Each record must be repeated exactly as it stands.

> Source records:
BEGIN
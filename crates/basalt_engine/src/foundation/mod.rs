//! Foundation module - core utilities and types
//!
//! Fundamental utilities used throughout the engine:
//! - Math types and operations
//! - Logging setup

pub mod logging;
pub mod math;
END
> Output for this exercise:
filename crates/basalt_engine/src/foundation/mod.rs
//! Foundation module - core utilities and types
//!
//! Fundamental utilities used throughout the engine:
//! - Math types and operations
//! - Logging setup

pub mod logging;
pub mod math;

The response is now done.